= Task prompt =
Check every line of the data below for the word "chars". Copy the ones that have it.
*** Record extracts ***
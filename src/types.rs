//! Records flowing between pipeline stages.
//!
//! [RawCapture] → [MinifiedPage] → [QaRecord] → [AggregatedRecord].
//! Everything except [RawCapture] is persisted as JSON lines.
use std::collections::HashMap;

use serde::{Deserialize, Serialize};

/// Language value used when identification is missing or not confident enough.
pub const UNKNOWN_LANGUAGE: &str = "unknown";

/// One HTTP response capture, as read from an archive.
#[derive(Debug, Clone, PartialEq, Eq)]
pub struct RawCapture {
    /// entry index in the archive
    pub offset: usize,
    pub url: String,
    pub ip_address: Option<String>,
    pub status: u16,
    /// HTTP headers, lower-cased names.
    pub headers: HashMap<String, String>,
    pub body: Vec<u8>,
}

impl RawCapture {
    pub fn header(&self, name: &str) -> Option<&str> {
        self.headers.get(name).map(String::as_str)
    }
}

/// Minified page, one line of the minified artifact.
#[derive(Debug, Clone, PartialEq, Eq, Serialize, Deserialize)]
pub struct MinifiedPage {
    pub url: String,
    /// `WARC-IP-Address` of the capture
    #[serde(default, skip_serializing_if = "Option::is_none")]
    pub ip_address: Option<String>,
    /// language declared by the page itself (`<html lang>`)
    #[serde(default, skip_serializing_if = "Option::is_none")]
    pub lang: Option<String>,
    pub html: String,
}

impl MinifiedPage {
    /// Page without capture metadata.
    pub fn new(url: String, html: String) -> Self {
        Self {
            url,
            ip_address: None,
            lang: None,
            html,
        }
    }
}

/// A question/answer candidate.
#[derive(Debug, Clone, PartialEq, Eq, Hash, Serialize, Deserialize)]
pub struct QaPair {
    pub question: String,
    pub answer: String,
    #[serde(default, skip_serializing_if = "Option::is_none")]
    pub context: Option<String>,
}

impl QaPair {
    pub fn new(question: String, answer: String, context: Option<String>) -> Self {
        Self {
            question,
            answer,
            context,
        }
    }

    /// Whitespace-normalized copy.
    ///
    /// Two pairs are duplicates iff their normalized forms are equal.
    /// An empty context normalizes to `None`.
    pub fn normalized(&self) -> QaPair {
        let context = self
            .context
            .as_deref()
            .map(normalize_whitespace)
            .filter(|c| !c.is_empty());
        QaPair {
            question: normalize_whitespace(&self.question),
            answer: normalize_whitespace(&self.answer),
            context,
        }
    }
}

/// Per-page extraction result, one line of the QA artifact.
#[derive(Debug, Clone, PartialEq, Eq, Serialize, Deserialize)]
pub struct QaRecord {
    pub url: String,
    /// identified language of the pairs
    pub language: String,
    /// language declared by the page, if any
    #[serde(default, skip_serializing_if = "Option::is_none")]
    pub declared_language: Option<String>,
    pub qa_pairs: Vec<QaPair>,
}

/// Merged record for a given url, one line of the final corpus.
#[derive(Debug, Clone, PartialEq, Eq, Serialize, Deserialize)]
pub struct AggregatedRecord {
    pub url: String,
    pub language: String,
    pub qa_pairs: Vec<QaPair>,
}

/// Collapse every whitespace run into a single space and trim.
pub fn normalize_whitespace(text: &str) -> String {
    let mut out = String::with_capacity(text.len());
    for word in text.split_whitespace() {
        if !out.is_empty() {
            out.push(' ');
        }
        out.push_str(word);
    }
    out
}
impl Extractor {
    pub fn new(lookahead: usize, language_threshold: f32) -> Self {
        Self {
            lookahead,
            language_threshold,
        }
    }

    /// Extract a [QaRecord] from a minified page.
    ///
    /// Pages without candidates still get a record, with no pairs.
    pub fn extract(
        &self,
        page: &MinifiedPage,
        identifier: &dyn Identify,
        budget: &Budget,
    ) -> Result<QaRecord, Skip> {
        let doc = Document::parse_bounded(&page.html)?;
        budget.check()?;
        let pairs = self.pairs(&doc, budget)?;
        let language = if pairs.is_empty() {
            UNKNOWN_LANGUAGE.to_string()
        } else {
            self.language(&page.url, &pairs, identifier)
        };
        budget.check()?;
        debug!("{}: {} pairs ({})", page.url, pairs.len(), language);

        Ok(QaRecord {
            url: page.url.clone(),
            language,
            declared_language: page.lang.clone(),
            qa_pairs: pairs,
        })
    }

    /// Extract question/answer pairs from a document.
    pub fn pairs(&self, doc: &Document, budget: &Budget) -> Result<Vec<QaPair>, Skip> {
        let blocks = blocks::blocks(doc, budget)?;
        let outlines = outlines(&blocks);
        let mut pairs = Pairs::default();

        // microdata first, its blocks are not re-used
        let mut used = vec![false; blocks.len()];
        for item in microdata::questions(doc) {
            budget.check()?;
            let inside: Vec<usize> = (0..blocks.len())
                .filter(|i| doc.is_ancestor(item.node, blocks[*i].node))
                .collect();
            for i in &inside {
                used[*i] = true;
            }
            if !is_question(&item.question, true) {
                continue;
            }
            let context = inside
                .first()
                .and_then(|i| context(&blocks, &outlines, *i));
            for answer in item.answers {
                pairs.push(QaPair::new(item.question.clone(), answer, context.clone()));
            }
        }

        for i in 0..blocks.len() {
            budget.check()?;
            if used[i] {
                continue;
            }
            let block = &blocks[i];

            if is_question(&block.text, block.is_cue()) {
                if let Some(j) = self.answer(doc, &blocks, &used, i) {
                    used[i] = true;
                    used[j] = true;
                    pairs.push(QaPair::new(
                        block.text.clone(),
                        blocks[j].text.clone(),
                        context(&blocks, &outlines, i),
                    ));
                }
            } else if let Some(lead) = &block.lead {
                if !block.rest.is_empty() && is_question(lead, true) {
                    used[i] = true;
                    pairs.push(QaPair::new(
                        lead.clone(),
                        block.rest.clone(),
                        context(&blocks, &outlines, i),
                    ));
                }
            }
        }

        Ok(pairs.into_inner())
    }

    /// Index of the answer block for question block `q`.
    fn answer(&self, doc: &Document, blocks: &[Block], used: &[bool], q: usize) -> Option<usize> {
        let question = &blocks[q];

        // <details><summary>Q?</summary>A</details>: the answer is the own text of details
        if question.kind == BlockKind::Summary {
            let details = doc.parent(question.node)?;
            if let Some(d) = blocks[..q].iter().rposition(|b| b.node == details) {
                if !used[d] {
                    return Some(d);
                }
            }
        }

        for j in (q + 1..blocks.len()).take(self.lookahead) {
            let candidate = &blocks[j];
            if candidate.depth < question.depth {
                break;
            }
            if let Some(rank) = candidate.kind.rank() {
                match question.kind.rank() {
                    Some(q_rank) if rank > q_rank => continue,
                    _ => break,
                }
            }
            if is_question(&candidate.text, candidate.is_cue()) {
                if candidate.depth <= question.depth {
                    break;
                }
                continue;
            }
            if used[j] {
                continue;
            }
            return Some(j);
        }
        None
    }

    /// Language of the extracted text, or "unknown".
    fn language(&self, url: &str, pairs: &[QaPair], identifier: &dyn Identify) -> String {
        let text = pairs
            .iter()
            .flat_map(|p| [p.question.as_str(), p.answer.as_str()])
            .join(" ");

        match identifier.identify(&text) {
            Ok(Some(id)) if *id.prob() >= self.language_threshold => id.label().to_string(),
            Ok(_) => UNKNOWN_LANGUAGE.to_string(),
            Err(e) => {
                warn!("{url}: language identification failed: {e}");
                UNKNOWN_LANGUAGE.to_string()
            }
        }
    }
}

/// Outline snapshot taken before each block.
fn outlines(blocks: &[Block]) -> Vec<Outline> {
    let mut current = Outline::default();
    blocks
        .iter()
        .enumerate()
        .map(|(i, block)| {
            let snapshot = current;
            if let Some(rank) = block.kind.rank() {
                if !is_question(&block.text, true) {
                    current.update(i, rank);
                }
            }
            snapshot
        })
        .collect()
}

/// Context of block `i`: the nearest enclosing section heading.
fn context(blocks: &[Block], outlines: &[Outline], i: usize) -> Option<String> {
    let rank = blocks[i].kind.rank().unwrap_or(7);
    let heading = outlines[i].above(rank)?;
    Some(blocks[heading].text.chars().take(MAX_CONTEXT_CHARS).collect())
}

/// Pairs of a page, without duplicates.
#[derive(Default)]
struct Pairs {
    seen: HashSet<QaPair>,
    pairs: Vec<QaPair>,
}

impl Pairs {
    fn push(&mut self, pair: QaPair) {
        let pair = pair.normalized();
        if pair.question.is_empty() || pair.answer.is_empty() {
            return;
        }
        if self.seen.insert(pair.clone()) {
            self.pairs.push(pair);
        }
    }

    fn into_inner(self) -> Vec<QaPair> {
        self.pairs
    }
}

#[cfg(test)]
mod tests {
    use std::sync::atomic::{AtomicUsize, Ordering};
    use std::sync::Mutex;

    use oxilangtag::LanguageTag;

    use super::*;
    use crate::error::Error;
    use crate::identifiers::Identification;

    /// Identifier answering a fixed language, recording its inputs.
    struct Fixed {
        lang: &'static str,
        prob: f32,
        calls: AtomicUsize,
        last: Mutex<String>,
    }

    impl Fixed {
        fn new(lang: &'static str, prob: f32) -> Self {
            Self {
                lang,
                prob,
                calls: AtomicUsize::new(0),
                last: Mutex::new(String::new()),
            }
        }
    }

    impl Identify for Fixed {
        fn identify(&self, text: &str) -> Result<Option<Identification>, Error> {
            self.calls.fetch_add(1, Ordering::SeqCst);
            *self.last.lock().unwrap() = text.to_string();
            let tag = LanguageTag::parse_and_normalize(self.lang)?;
            Ok(Some(Identification::new(tag, self.prob)))
        }
    }

    struct Failing;
    impl Identify for Failing {
        fn identify(&self, _: &str) -> Result<Option<Identification>, Error> {
            Err(Error::FastText("boom".to_string()))
        }
    }

    fn page(html: &str) -> MinifiedPage {
        MinifiedPage::new("http://a.example/p".to_string(), html.to_string())
    }

    fn extract(html: &str) -> Vec<(String, String, Option<String>)> {
        let ex = Extractor::default();
        ex.extract(&page(html), &Fixed::new("en", 0.9), &Budget::unlimited())
            .unwrap()
            .qa_pairs
            .into_iter()
            .map(|p| (p.question, p.answer, p.context))
            .collect()
    }

    fn qa(q: &str, a: &str) -> (String, String, Option<String>) {
        (q.to_string(), a.to_string(), None)
    }

    #[test]
    fn heading_question() {
        let id = Fixed::new("en", 0.9);
        let record = Extractor::default()
            .extract(
                &page("<h2>What is X?</h2>\n<p>X is Y.</p>"),
                &id,
                &Budget::unlimited(),
            )
            .unwrap();
        assert_eq!(record.url, "http://a.example/p");
        assert_eq!(record.language, "en");
        assert_eq!(
            record.qa_pairs,
            vec![QaPair::new("What is X?".into(), "X is Y.".into(), None)]
        );
        assert_eq!(*id.last.lock().unwrap(), "What is X? X is Y.");
    }

    #[test]
    fn declared_language_is_kept_next_to_identified_one() {
        let mut p = page("<h2>Was ist X?</h2><p>X ist Y.</p>");
        p.lang = Some("de-DE".to_string());
        let record = Extractor::default()
            .extract(&p, &Fixed::new("de", 0.9), &Budget::unlimited())
            .unwrap();
        assert_eq!(record.language, "de");
        assert_eq!(record.declared_language.as_deref(), Some("de-DE"));
    }

    #[test]
    fn microdata_content_attributes() {
        let html = r#"<div itemscope="" itemtype="https://schema.org/Question"><meta content="What is the meta question?" itemprop="name">
<div itemprop="acceptedAnswer" itemscope="" itemtype="https://schema.org/Answer"><meta content="Meta answer." itemprop="text"></div>
</div>"#;
        assert_eq!(extract(html), vec![qa("What is the meta question?", "Meta answer.")]);
    }

    #[test]
    fn no_candidates() {
        let id = Fixed::new("en", 0.9);
        let record = Extractor::default()
            .extract(
                &page("<h2>About us</h2><p>We sell things.</p>"),
                &id,
                &Budget::unlimited(),
            )
            .unwrap();
        assert!(record.qa_pairs.is_empty());
        assert_eq!(record.language, UNKNOWN_LANGUAGE);
        assert_eq!(id.calls.load(Ordering::SeqCst), 0);
    }

    #[test]
    fn low_confidence_is_unknown() {
        let record = Extractor::default()
            .extract(
                &page("<h2>What is X?</h2><p>X is Y.</p>"),
                &Fixed::new("fr", 0.3),
                &Budget::unlimited(),
            )
            .unwrap();
        assert_eq!(record.language, UNKNOWN_LANGUAGE);
        assert_eq!(record.qa_pairs.len(), 1);
    }

    #[test]
    fn identifier_error_is_unknown() {
        let record = Extractor::default()
            .extract(
                &page("<h2>What is X?</h2><p>X is Y.</p>"),
                &Failing,
                &Budget::unlimited(),
            )
            .unwrap();
        assert_eq!(record.language, UNKNOWN_LANGUAGE);
    }

    #[test]
    fn definition_lists_and_tables() {
        assert_eq!(
            extract("<dl><dt>Why?</dt><dd>Because.</dd><dt>How</dt><dd>Like so.</dd></dl>"),
            vec![qa("Why?", "Because."), qa("How", "Like so.")]
        );
        assert_eq!(
            extract("<table><tr><td>How much?</td><td>Ten.</td></tr><tr><td>Where?</td><td>Here.</td></tr></table>"),
            vec![qa("How much?", "Ten."), qa("Where?", "Here.")]
        );
    }

    #[test]
    fn inline_leads() {
        assert_eq!(
            extract("<p><strong>How?</strong> Because.</p><p><b>Note</b> nothing.</p>"),
            vec![qa("How?", "Because.")]
        );
    }

    #[test]
    fn details_summary() {
        assert_eq!(
            extract("<details><summary>Why?</summary>Because.</details>"),
            vec![qa("Why?", "Because.")]
        );
    }

    #[test]
    fn nested_answer() {
        assert_eq!(
            extract("<div><h3>Can I pay later?</h3><div><p>Yes, within 30 days.</p></div></div>"),
            vec![qa("Can I pay later?", "Yes, within 30 days.")]
        );
    }

    #[test]
    fn unpaired_questions_are_discarded() {
        // followed by another question
        assert!(extract("<h3>Why?</h3><h3>How?</h3>").is_empty());
        // answer too far
        let far = extract(
            "<div><p>Why?</p><div><p>One?</p><p>Two?</p><p>Three?</p><p>Four?</p><p>Answer.</p></div></div>",
        );
        assert_eq!(far, vec![qa("Four?", "Answer.")]);
        // answer outside the question container
        assert!(extract("<div><p>Why?</p></div><p>Unrelated.</p>").is_empty());
        // section ends
        assert!(extract("<h2>What now?</h2><h2>Next section</h2><p>Text.</p>").is_empty());
    }

    #[test]
    fn context_from_section_heading() {
        let pairs = extract("<h1>Shipping FAQ</h1><h3>How long?</h3><p>Two days.</p><p><b>Cost?</b> Free.</p>");
        assert_eq!(
            pairs,
            vec![
                (
                    "How long?".to_string(),
                    "Two days.".to_string(),
                    Some("Shipping FAQ".to_string())
                ),
                (
                    "Cost?".to_string(),
                    "Free.".to_string(),
                    Some("Shipping FAQ".to_string())
                ),
            ]
        );

        let long = "A".repeat(400);
        let pairs = extract(&format!("<h1>{long}</h1><h2>Why?</h2><p>Because.</p>"));
        assert_eq!(pairs[0].2.as_ref().map(|c| c.chars().count()), Some(200));
    }

    #[test]
    fn microdata_pairs_first() {
        let html = r#"<h2>Is it free?</h2><p>Yes.</p>
        <div itemscope itemtype="https://schema.org/Question">
          <h3 itemprop="name">What is X?</h3>
          <div itemprop="acceptedAnswer" itemscope itemtype="https://schema.org/Answer">
            <p itemprop="text">X is Y.</p>
          </div>
        </div>"#;
        assert_eq!(
            extract(html),
            vec![qa("What is X?", "X is Y."), qa("Is it free?", "Yes.")]
        );
    }

    #[test]
    fn duplicates_within_page() {
        assert_eq!(
            extract("<h3>Why?</h3><p>Because.</p><h3>Why?</h3><p>Because.</p>"),
            vec![qa("Why?", "Because.")]
        );
    }

    #[test]
    fn every_question_is_accepted() {
        let html = "<h1>FAQ</h1><h2>Returns</h2><p>Is this a question</p><p>No.</p>\
                    <dl><dt>When do you ship</dt><dd>Daily.</dd></dl>\
                    <p><i>Where?</i> Paris.</p><ul><li>Who?</li><li>Us.</li></ul>";
        for (q, _, _) in extract(html) {
            assert!(is_question(&q, true), "{q}");
        }
    }

    #[test]
    fn timeout() {
        let res = Extractor::default().extract(
            &page("<h2>What is X?</h2><p>X is Y.</p>"),
            &Fixed::new("en", 0.9),
            &Budget::new(Some(std::time::Duration::ZERO)),
        );
        assert_eq!(res, Err(Skip::Timeout));
    }
}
*** End of Record extracts ***
= Solution for this problem =
    Some(blocks[heading].text.chars().take(MAX_CONTEXT_CHARS).collect())
        assert_eq!(pairs[0].2.as_ref().map(|c| c.chars().count()), Some(200));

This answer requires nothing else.